A Clean Mouth and a Pure Heart

Having children seems to amplify our selfish tendencies. And from my experience, our children tend toward the same sinful patterns as their parents. Such was the case in our household regarding my lack of ability to tame my tongue.

When I was two and a half years old, my mom recounts me mimicking everything I heard. Not unusual, however, one day I blurted out an expletive that shocked my unsuspecting mother. “Beth, do not say that! It is a naughty word!” She pondered where I had heard such a word and finally realized that two old ladies had watched me while she and my dad were busy. They were sweet, but they swore like sailors. I said the word again with the right inflection and in the right timing, and I was told again to stop saying it. Later that day my mom saw me go over to the wall and whisper something quietly. As she approached, she realized that I was swearing against the wall instead of blurting it out loud. A two year old does that! In my little spirit I knew it was wrong but found my way around the punishment to continue to be inappropriate.

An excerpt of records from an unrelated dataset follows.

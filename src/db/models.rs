use std::fmt;
use std::str::FromStr;

use diesel::prelude::*;
use diesel::deserialize::{self, FromSql, FromSqlRow};
use diesel::expression::AsExpression;
use diesel::serialize::{self, IsNull, Output, ToSql};
use diesel::sql_types::Text;
use diesel::sqlite::{Sqlite, SqliteValue};
use serde::Serialize;

use super::schema::{emergency_reports, safe_locations};


#[derive(Queryable, Serialize, Debug, Clone, PartialEq)]
pub struct SafeLocation {
    pub id: i32,
    pub name: String,
    pub latitude: f64,
    pub longitude: f64,
    pub capacity: Option<i32>,
    pub contact: Option<String>,
    #[serde(rename = "type")]
    pub kind: Option<String>,
    pub description: Option<String>,
}

#[derive(Insertable, Debug)]
#[diesel(table_name = safe_locations)]
pub struct NewSafeLocation<'a> {
    pub name: &'a str,
    pub latitude: f64,
    pub longitude: f64,
    pub capacity: Option<i32>,
    pub contact: Option<&'a str>,
    pub kind: Option<&'a str>,
    pub description: Option<&'a str>,
}


/// Lifecycle of an emergency report. Reports only ever move from
/// `Active` to `Resolved` through the API.
#[derive(AsExpression, FromSqlRow, Serialize, Debug, Clone, Copy, PartialEq, Eq)]
#[diesel(sql_type = Text)]
#[serde(rename_all = "lowercase")]
pub enum ReportStatus {
    Active,
    Resolved,
}

impl ReportStatus {
    pub fn as_str(&self) -> &'static str {
        match self {
            ReportStatus::Active => "active",
            ReportStatus::Resolved => "resolved",
        }
    }
}

impl Default for ReportStatus {
    fn default() -> Self {
        ReportStatus::Active
    }
}

impl fmt::Display for ReportStatus {
    fn fmt(&self, f: &mut fmt::Formatter<'_>) -> fmt::Result {
        f.write_str(self.as_str())
    }
}

impl FromStr for ReportStatus {
    type Err = String;

    fn from_str(s: &str) -> Result<Self, Self::Err> {
        match s {
            "active" => Ok(ReportStatus::Active),
            "resolved" => Ok(ReportStatus::Resolved),
            other => Err(format!("Unknown report status: {}", other)),
        }
    }
}

impl ToSql<Text, Sqlite> for ReportStatus {
    fn to_sql<'b>(&'b self, out: &mut Output<'b, '_, Sqlite>) -> serialize::Result {
        out.set_value(self.as_str());
        Ok(IsNull::No)
    }
}

impl FromSql<Text, Sqlite> for ReportStatus {
    fn from_sql(bytes: SqliteValue<'_, '_, '_>) -> deserialize::Result<Self> {
        let value = <String as FromSql<Text, Sqlite>>::from_sql(bytes)?;
        value.parse().map_err(Into::into)
    }
}


#[derive(Queryable, Serialize, Debug, Clone, PartialEq)]
pub struct EmergencyReport {
    pub id: i32,
    pub user_id: Option<String>,
    pub latitude: Option<f64>,
    pub longitude: Option<f64>,
    pub timestamp: Option<String>,
    pub status: ReportStatus,
    pub video_path: Option<String>,
    pub description: Option<String>,
    pub created_at: String,
}

#[derive(Insertable, Debug, Clone)]
#[diesel(table_name = emergency_reports)]
pub struct NewEmergencyReport {
    pub user_id: String,
    pub latitude: Option<f64>,
    pub longitude: Option<f64>,
    pub timestamp: String,
    pub status: ReportStatus,
    pub video_path: Option<String>,
    pub description: String,
}
use std::{
    io,
    path::{Path, PathBuf},
};

use log::{error, info, warn};
use rocket::{
    fairing,
    form::{error::ErrorKind, Errors, Form},
    fs::{NamedFile, TempFile},
    http::Status,
    serde::json::Json,
    tokio::fs,
    Build, Rocket, State,
};
use serde_json::{json, Value as JsonValue};

use crate::config::AppConfig;
use crate::error::{ApiError, ApiResult};
use crate::util;


/// Mount point of the uploaded files, also the prefix of returned paths.
pub const UPLOAD_MOUNT: &str = "/uploads";
const UPLOAD_ID_LENGTH: usize = 32;


#[derive(FromForm)]
pub struct VideoUpload<'r> {
    video: Result<TempFile<'r>, Errors<'r>>,
}


fn is_too_large(errors: &Errors<'_>) -> bool {
    errors.iter().any(|e| matches!(e.kind, ErrorKind::InvalidLength { min: None, max: Some(_) }))
        || errors.status() == Status::PayloadTooLarge
}


pub async fn prepare_upload_dir(rocket: Rocket<Build>) -> fairing::Result {
    let dir = match rocket.state::<AppConfig>() {
        Some(config) => config.upload_dir.clone(),
        None => return Err(rocket),
    };

    match fs::create_dir_all(&dir).await {
        Ok(()) => Ok(rocket),
        Err(err) => {
            error!("Fail to create upload directory {}: {}", dir.display(), err);
            Err(rocket)
        },
    }
}

/// Moves the upload into `dir` as `{random id}_{sanitized name}` and returns
/// the stored file name.
async fn store_video(file: &mut TempFile<'_>, original_name: &str, dir: &Path)
    -> io::Result<String> {

    let file_name = util::sanitize_filename(original_name);

    let (stored_name, path) = loop {
        let stored_name = format!("{}_{}", util::generate_rand_id(UPLOAD_ID_LENGTH), file_name);
        let path = dir.join(&stored_name);

        if fs::metadata(&path).await.is_err() {
            break (stored_name, path);
        }
    };

    file.move_copy_to(&path).await?;
    Ok(stored_name)
}


#[post("/upload-video", data = "<form>")]
pub async fn post_upload_video(form: Result<Form<VideoUpload<'_>>, Errors<'_>>,
    config: &State<AppConfig>) -> ApiResult<Json<JsonValue>> {

    info!("Video upload request received");

    let upload = match form {
        Ok(form) => form.into_inner(),
        Err(errors) if is_too_large(&errors) => return Err(ApiError::TooLarge),
        Err(errors) => {
            warn!("Unreadable upload form: {}", errors);
            return Err(ApiError::MissingVideo)
        },
    };

    let mut file = match upload.video {
        Ok(file) => file,
        Err(errors) if is_too_large(&errors) => return Err(ApiError::TooLarge),
        Err(_) => return Err(ApiError::MissingVideo),
    };

    // A part without a filename is a plain field, not a file.
    let original_name = file.raw_name()
        .map(|name| name.dangerous_unsafe_unsanitized_raw().as_str().to_owned())
        .ok_or(ApiError::MissingVideo)?;
    if original_name.is_empty() {
        return Err(ApiError::EmptyFileName);
    }

    let stored_name = store_video(&mut file, &original_name, &config.upload_dir).await?;
    let file_path = format!("{}/{}", UPLOAD_MOUNT.trim_start_matches('/'), stored_name);
    info!("Video saved: {}", file_path);

    Ok(Json(json!({
        "status": "success",
        "file_path": file_path,
    })))
}

/// Requests that are not multipart forms at all carry no video either.
#[post("/upload-video", rank = 2)]
pub fn post_upload_video_fallback() -> ApiResult<Json<JsonValue>> {
    info!("Video upload request without a form body");
    Err(ApiError::MissingVideo)
}

/// Segments containing `..` or hidden names never match, so only files
/// inside the upload directory are reachable.
#[get("/<file..>")]
pub async fn get_uploaded_file(file: PathBuf, config: &State<AppConfig>) -> Option<NamedFile> {
    NamedFile::open(config.upload_dir.join(file)).await.ok()
}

When one of our sons was about nine years old, he used a swear word over and over again. It wasn’t a word that everyone considers a swear word, but it was one in our home. Likely he heard me say it in moments of exasperation, I must confess. The intonation and timing of the word usage made clear his intention was to use the word as a swear word, and he used it effectively. Repeatedly, we warned him: “That is inappropriate,” “We don’t talk that way,” etc. but to no avail, it continued. Finally I exclaimed, “If you say that again, I will wash your mouth out with soap!” That statement from my parents when I was a middle-school girl had stopped me in my tracks from continuing to swear – in their earshot at least!

Not long afterward, our son swore again. I knew I needed to follow through on my threat of discipline. We went to the bathroom and all I could find was liquid hand soap. I put some on my finger and swiped it across his tongue. I had incorrectly thought, “This will be better than bar soap and will be quick and easy.” He began to heave and gag and vomit. I was mortified and wondered if I had poisoned my son! He survived! The foul language got better, and he got the point.

About a week later I heard him yelling for me from upstairs.
“Mom, Mom! I need soap in my mouth!”
“Did you say it again, son?”
No, I just thought it and I want to be sure I don’t think it again. The soap in my mouth will help me to remember!”
There was no way I was going to repeat the previous punishment. Instead we had a talk about confession, repentance and forgiveness. I was struck by his desire to be obedient and right before the Lord.

After those moments I went to my bedroom alone and wept almost uncontrollably. How could a young boy be so aware of his own sin, confess it and repent so quickly? He requested a punishment that caused him to be violently ill the last time. He desired not only a clean mouth but also a clean mind. My tears signaled a two-fold issue in my heart:

  1. I was thankful that he wanted to be right before the Lord and obedient to his parents.
  2. It was as if the Lord was quickening my own spirit. “Does your sin (Beth) grieve you as it grieves Me? 

A new season began in my heart. I felt like a failure as a mom by inflicting a potentially harmful discipline on my son. I felt like a failure as a believer to not be sensitive to my own sin the way my son was sensitive to his sin. I asked the Lord to give me a soft heart to Him and to allow me to see my sin as He sees it, to be willing to confess, repent and receive forgiveness quickly and openly. “Create in me a clean heart, O God, and renew a right spirit within me,” (Psalm 51:10) became my prayer. Lord, continue to make me as aware of my sinfulness, as it truly is an affront to your character. Recently I prayed through Psalm 51:1-12 and asked the Lord to purify me again. Perhaps you would find it helpful as well. It is written below for easy reference! May we all seek to have clean hearts and minds and to be refreshed by the Lord, especially in our failures and weaknesses.

“Have mercy on me, O God, according to your steadfast love;
according to your abundant mercy blot out my transgressions.
Wash me thoroughly from my iniquity, and cleanse me from my sin!

For I know my transgressions, and my sin is ever before me.
Against you, you only, have I sinned and done what is evil in your sight,
so that you may be justified in your words and blameless in your judgment.
Behold, I was brought forth in iniquity, and in sin did my mother conceive me.
Behold, you delight in truth in the inward being, and you teach me wisdom in the secret heart.

Purge me with hyssop, and I shall be clean; wash me, and I shall be whiter than snow.
Let me hear joy and gladness; let the bones that you have broken rejoice.
Hide your face from my sins, and blot out all my iniquities.
Create in me a clean heart, O God, and renew a right spirit within me.
Cast me not away from your presence, and take not your Holy Spirit from me.
Restore to me the joy of your salvation, and uphold me with a willing spirit.”